Work required -> Take the entries that follow and write them out again, word for word.

Saved entries ->
★ ★ ★ ★ ★ ★ ★
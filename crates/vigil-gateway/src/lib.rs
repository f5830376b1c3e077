//! # Vigil Gateway
//!
//! HTTP surface of the Vigil authentication core.

#![forbid(unsafe_code)]
#![warn(missing_docs)]

/// Gateway configuration.
pub mod config;
/// HTTP error mapping.
pub mod error;
mod middleware;
mod server;

pub use config::{ConfigError, GatewayConfig};
pub use error::ApiError;
pub use middleware::{GatewayRateLimiter, RequireAuth};
pub use server::{Gateway, GatewayState, router};

/// Start the gateway server.
///
/// # Errors
///
/// Returns error if server fails to start.
pub async fn start(config: GatewayConfig) -> Result<(), GatewayError> {
    let gateway = Gateway::new(config)?;
    gateway.run().await
}

/// Gateway errors.
#[derive(Debug, thiserror::Error)]
pub enum GatewayError {
    /// Server error.
    #[error("Server error: {0}")]
    Server(String),

    /// Configuration error.
    #[error("Config error: {0}")]
    Config(#[from] ConfigError),

    /// Auth core could not be assembled.
    #[error("Auth error: {0}")]
    Auth(#[from] vigil_auth::AuthError),

    /// IO error.
    #[error("IO error: {0}")]
    Io(#[from] std::io::Error),
}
★ ★ ★ ★ ★ ★ ★
Task answer ->
filename crates/vigil-gateway/src/lib.rs
repository f5830376b1c3e077
//! # Vigil Gateway
//!
//! HTTP surface of the Vigil authentication core.

#![forbid(unsafe_code)]
#![warn(missing_docs)]

/// Gateway configuration.
pub mod config;
/// HTTP error mapping.
pub mod error;
mod middleware;
mod server;

pub use config::{ConfigError, GatewayConfig};
pub use error::ApiError;
pub use middleware::{GatewayRateLimiter, RequireAuth};
pub use server::{Gateway, GatewayState, router};

/// Start the gateway server.
///
/// # Errors
///
/// Returns error if server fails to start.
pub async fn start(config: GatewayConfig) -> Result<(), GatewayError> {
    let gateway = Gateway::new(config)?;
    gateway.run().await
}

/// Gateway errors.
#[derive(Debug, thiserror::Error)]
pub enum GatewayError {
    /// Server error.
    #[error("Server error: {0}")]
    Server(String),

    /// Configuration error.
    #[error("Config error: {0}")]
    Config(#[from] ConfigError),

    /// Auth core could not be assembled.
    #[error("Auth error: {0}")]
    Auth(#[from] vigil_auth::AuthError),

    /// IO error.
    #[error("IO error: {0}")]
    Io(#[from] std::io::Error),
}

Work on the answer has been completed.